Он вдруг повернулся к сидевшему в уголке Афанасьеву, пожилому инженеру, высокому, худощавому.

— Это ваше личное желание уйти на крутые пласты?..

Афанасьев выпрямился. Он смотрел куда-то в окно, на серебристый тополь, который раскачивался под ударами ветра.

— Видите ли, — сказал он задумчиво, словно размышляя вслух, — одно время я тоже считал, что самое лучшее в создавшейся обстановке — уйти с шахты.

— А теперь? — быстро спросил Егоров. — А теперь вы все еще продолжаете считать, что вам нужно уйти?

— Теперь я думаю другое, — медленно сказал Афанасьев. — Я, кажется, кое-что нашел для решения… Жаль расстаться, хорошее будущее у этой шахты. Нужно испробовать одно средство — всасывающую пику.

Егоров остановил его.

— Заявлению об уходе Афанасьева дан ход? — спросил он Панченко.

— Да, — сказал Панченко и хмуро добавил. — Кажется, мы поспешили.

Егоров попросил разрешения прервать на несколько минут заседание. Он вызвал Федоренко и дал ему задание связаться с областью, с начальником комбината.

— Что это за всасывающая пика? — спросил Панченко Афанасьева.

— Всасывающую пику применяли при проходке ствола в Снежном на «Американке», — сказал Афанасьев. — Я, Илларион Федорович, решил испробовать ее в наших условиях. Это еще только первая мысль. Позвольте, я приду к вам с вариантом решения и чертежики захвачу с собой.

Егоров привстал с места и, поправляя сползавшее с плеча пальто, тихо, но отчетливо сказал:

— Как же вы решились уйти с поля боя?

Афанасьев поднял голову.

— Я думал… я полагал, — начал он, — что при создавшейся обстановке…

И замолчал.

— Вы не должны были, вы не имели права так легко сдаться, — сказал Егоров.

При всей кажущейся мягкости, Василий Степанович был человеком жестким и любил называть вещи своими именами.

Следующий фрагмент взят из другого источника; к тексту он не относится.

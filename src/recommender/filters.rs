use std::collections::{BTreeMap, BTreeSet};

use log::debug;

use crate::catalog::ParkingSpot;

/// Spot attributes a query may constrain.
#[derive(Debug, Clone, Copy, PartialEq, Eq, PartialOrd, Ord, Hash)]
pub enum FilterField {
    Type,
    Fee,
    Status,
}

impl FilterField {
    pub fn from_key(key: &str) -> Option<FilterField> {
        match key.trim().to_lowercase().as_str() {
            "type" | "parking_type" => Some(FilterField::Type),
            "fee" => Some(FilterField::Fee),
            "status" => Some(FilterField::Status),
            _ => None,
        }
    }

    pub fn as_str(&self) -> &'static str {
        match self {
            FilterField::Type => "type",
            FilterField::Fee => "fee",
            FilterField::Status => "status",
        }
    }

    #[inline]
    pub fn value_of<'a>(&self, spot: &'a ParkingSpot) -> &'a str {
        match self {
            FilterField::Type => &spot.spot_type,
            FilterField::Fee => spot.fee.as_str(),
            FilterField::Status => spot.status.as_str(),
        }
    }

    /**
     * Puts a caller supplied value in the form the spot field uses. Fee
     * accepts the source "yes"/"no" tags. Anything unrecognised is kept as is
     * and simply matches nothing.
     */
    fn normalize(&self, value: &str) -> String {
        let value = value.trim();
        match self {
            FilterField::Type => value.to_owned(),
            FilterField::Status => value.to_lowercase(),
            FilterField::Fee => match value.to_lowercase().as_str() {
                "no" | "free" => "free".to_owned(),
                "yes" | "paid" => "paid".to_owned(),
                other => other.to_owned(),
            },
        }
    }
}

/**
 * Accepted values per field. A spot passes if, for every constrained field,
 * its value is one of the accepted ones. A field with an empty set of
 * accepted values rejects every spot.
 */
#[derive(Debug, Clone, Default, PartialEq)]
pub struct FilterSet {
    constraints: BTreeMap<FilterField, BTreeSet<String>>,
}

impl FilterSet {
    pub fn new() -> FilterSet {
        FilterSet::default()
    }

    /**
     * Builds a filter set from untyped key/values pairs, as they come from a
     * query string. Unknown keys are ignored.
     */
    pub fn from_raw<'a, I, V>(pairs: I) -> FilterSet
    where
        I: IntoIterator<Item = (&'a str, V)>,
        V: IntoIterator,
        V::Item: AsRef<str>,
    {
        let mut filters = FilterSet::new();
        for (key, values) in pairs {
            match FilterField::from_key(key) {
                Some(field) => filters.accept(field, values),
                None => debug!("Ignoring unknown filter key '{}'", key),
            }
        }
        filters
    }

    /// Adds accepted values for `field`. Constrains the field even when
    /// `values` is empty.
    pub fn accept<V>(&mut self, field: FilterField, values: V)
    where
        V: IntoIterator,
        V::Item: AsRef<str>,
    {
        let accepted = self.constraints.entry(field).or_insert_with(BTreeSet::new);
        for value in values {
            accepted.insert(field.normalize(value.as_ref()));
        }
    }

    pub fn with<V>(mut self, field: FilterField, values: V) -> FilterSet
    where
        V: IntoIterator,
        V::Item: AsRef<str>,
    {
        self.accept(field, values);
        self
    }

    pub fn accepted(&self, field: FilterField) -> Option<&BTreeSet<String>> {
        self.constraints.get(&field)
    }

    pub fn is_unconstrained(&self) -> bool {
        self.constraints.is_empty()
    }

    #[inline]
    pub fn matches(&self, spot: &ParkingSpot) -> bool {
        self.constraints
            .iter()
            .all(|(field, accepted)| accepted.contains(field.value_of(spot)))
    }

    /// Conjunction of two filter sets: fields constrained by both keep the
    /// values accepted by both.
    pub fn and(&self, other: &FilterSet) -> FilterSet {
        let mut constraints = self.constraints.clone();
        for (field, accepted) in &other.constraints {
            let merged = match constraints.get(field) {
                Some(mine) => mine.intersection(accepted).cloned().collect(),
                None => accepted.clone(),
            };
            constraints.insert(*field, merged);
        }
        FilterSet { constraints }
    }
}

/// Spots passing `filters`, with their catalog position, in catalog order.
pub fn filter_spots<'a>(
    spots: &'a [ParkingSpot],
    filters: &'a FilterSet,
) -> impl Iterator<Item = (usize, &'a ParkingSpot)> + 'a {
    spots
        .iter()
        .enumerate()
        .filter(move |(_, spot)| filters.matches(spot))
}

— Вы сдались раньше времени… — Афанасьев вспыхнул и хотел что-то сказать, но Егоров жестом остановил его. — Представьте себе такую ситуацию в боевой обстановке. Вы наступаете на главном на правлении, вам даны силы и средства, на вас смотрят с надеждой: этот прорвет. Но проходит час другой, день проходит, вы обрушиваете молот прорыва на противника — и у вас ничего не выходит И вот когда вы начинаете ощущать, что эти силы расходуются зря, что вы теряете самое драгоценное — время, вы приходите к мысли: сменить молот на ключик. Где-то там, на фланге, у противника обнаружилась вмятина — и стоит только повернуть этот ключик, чтобы добиться успеха. И вот начальство, еще не зная о том, что у вас рождается новая идея, видя ваши безуспешные попытки ударить молотом, хочет заменить вас другим командиром. Что же вы сделаете? Будете молчать о своем ключике?

Вошел Федоренко и сказал, что у аппарата начальник комбината. Егоров взял трубку и рассказал начальнику комбината о создавшейся ситуации, прося его вернуть заявление Афанасьева обратно в трест.

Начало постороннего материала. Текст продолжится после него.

mod engine;
mod filters;

pub use self::engine::{
    Query, RankedResult, RankedSpot, RankingStrategy, Recommender, DEFAULT_LIMIT, TIE_TOLERANCE_KM,
};
pub use self::filters::{filter_spots, FilterField, FilterSet};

— Он остается на шахте, — говорил Егоров, — и просит разрешения до конца довести дело: пройти главный ствол. Что-то наклевывается.

Некоторое время Егоров молча слушал, что ему говорил начальник комбината, потом, повернувшись к Афанасьеву, стал задавать ему вопросы:

— Вы в каком году закончили Горный?

— В 1939-м — сказал Афанасьев.

— Старостой группы вам приходилось быть?

— Да, приходилось, — сказал Афанасьев.

Егоров положил трубку и, обратясь к Афанасьеву, сказал:

— Начальник комбината — ваш однокурсник, он передает вам привет и желает успешной работы…

— Все мы, Максим Саввич, люди честолюбивые и даже тщеславные, — продолжал Егоров. Он говорил эти слова, кажется, не столько для Афанасьева, сколько для Приходько, который в течение всего этого разговора угрюмо молчал. — Честолюбие — штука не плохая, когда оно работает на пользу дела. Где же ваше честолюбие, Максим Саввич? Вам говорят: «Пишите заявление о том, что хотите уйти по собственному желанию». И вы пишите это заявление, а про себя думаете: «Чёрт с ними, с их главным стволом!» Да и мы с вами хороши, — сказал он, обращаясь к Приходько и Панченко. — Решили проблему с помощью оргвыводов! А где же гарантия, что новый инженер сумеет найти хорошую техническую идею? Для нас время — это сейчас самое главное.

Все почувствовали, как Василий Степанович Егоров своими маленькими жесткими руками поворачивает руль и по-новому ставит вопрос о положении на шахте «Капитальная».

Василий Степанович предложил, чтобы Панченко и Приходько оказали Афанасьеву полную поддержку в разработке его идеи. Приходько просил «отключить» его. Но Егоров настаивал на том, чтобы Приходько занялся этим делом.

Степан Герасимович пытливо взглянул на Егорова, словно стремился понять истинный смысл намерений первого секретаря райкома.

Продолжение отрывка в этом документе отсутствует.